## Given data

============================================================

#[derive(Debug, Deserialize)]
struct ActionPlanQuery {
    zone: Option<String>,
}

#[derive(Debug, Deserialize)]
struct ReportQuery {
    period: Option<String>,
}

async fn latest_summary(state: &AppState) -> Result<contracts::ZoneDensitySummary, HttpApiError> {
    state
        .sim
        .lock()
        .await
        .latest_summary
        .clone()
        .ok_or_else(|| HttpApiError::not_found("no density data has been produced yet"))
}

async fn crowd_insights(State(state): State<AppState>) -> Result<Json<Value>, HttpApiError> {
    let summary = latest_summary(&state).await?;
    let insights = state.insights.crowd_insights(&summary, Utc::now());
    Ok(Json(json!({ "status": "success", "insights": insights })))
}

async fn action_plan(
    State(state): State<AppState>,
    Query(query): Query<ActionPlanQuery>,
) -> Result<Json<Value>, HttpApiError> {
    let summary = latest_summary(&state).await?;
    let mut alert_zones: Vec<String> = summary
        .critical_zones
        .iter()
        .chain(&summary.warning_zones)
        .cloned()
        .collect();
    if alert_zones.is_empty() {
        alert_zones.push(query.zone.unwrap_or_else(|| "all".to_string()));
    }

    let plan = state.insights.action_plan(&summary, &alert_zones, Utc::now());
    Ok(Json(json!({ "status": "success", "action_plan": plan })))
}

async fn incident_report(
    State(state): State<AppState>,
    Query(query): Query<ReportQuery>,
) -> Result<Json<Value>, HttpApiError> {
    let summary = latest_summary(&state).await?;
    let alerts = state.sim.lock().await.history.alerts().to_vec();
    let period = query
        .period
        .filter(|period| !period.trim().is_empty())
        .unwrap_or_else(|| DEFAULT_REPORT_PERIOD.to_string());

    let report = state.insights.report(&summary, &alerts, &period, Utc::now());
    debug!(period = %period, alerts = alerts.len(), "insights.report_generated");
    Ok(Json(json!({ "status": "success", "report": report })))
}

============================================================

Please reproduce the whole listing exactly, omitting no line.

## Response to the task
#[derive(Debug, Deserialize)]
struct ActionPlanQuery {
    zone: Option<String>,
}

#[derive(Debug, Deserialize)]
struct ReportQuery {
    period: Option<String>,
}

async fn latest_summary(state: &AppState) -> Result<contracts::ZoneDensitySummary, HttpApiError> {
    state
        .sim
        .lock()
        .await
        .latest_summary
        .clone()
        .ok_or_else(|| HttpApiError::not_found("no density data has been produced yet"))
}

async fn crowd_insights(State(state): State<AppState>) -> Result<Json<Value>, HttpApiError> {
    let summary = latest_summary(&state).await?;
    let insights = state.insights.crowd_insights(&summary, Utc::now());
    Ok(Json(json!({ "status": "success", "insights": insights })))
}

async fn action_plan(
    State(state): State<AppState>,
    Query(query): Query<ActionPlanQuery>,
) -> Result<Json<Value>, HttpApiError> {
    let summary = latest_summary(&state).await?;
    let mut alert_zones: Vec<String> = summary
        .critical_zones
        .iter()
        .chain(&summary.warning_zones)
        .cloned()
        .collect();
    if alert_zones.is_empty() {
        alert_zones.push(query.zone.unwrap_or_else(|| "all".to_string()));
    }

    let plan = state.insights.action_plan(&summary, &alert_zones, Utc::now());
    Ok(Json(json!({ "status": "success", "action_plan": plan })))
}

async fn incident_report(
    State(state): State<AppState>,
    Query(query): Query<ReportQuery>,
) -> Result<Json<Value>, HttpApiError> {
    let summary = latest_summary(&state).await?;
    let alerts = state.sim.lock().await.history.alerts().to_vec();
    let period = query
        .period
        .filter(|period| !period.trim().is_empty())
        .unwrap_or_else(|| DEFAULT_REPORT_PERIOD.to_string());

    let report = state.insights.report(&summary, &alerts, &period, Utc::now());
    debug!(period = %period, alerts = alerts.len(), "insights.report_generated");
    Ok(Json(json!({ "status": "success", "report": report })))
}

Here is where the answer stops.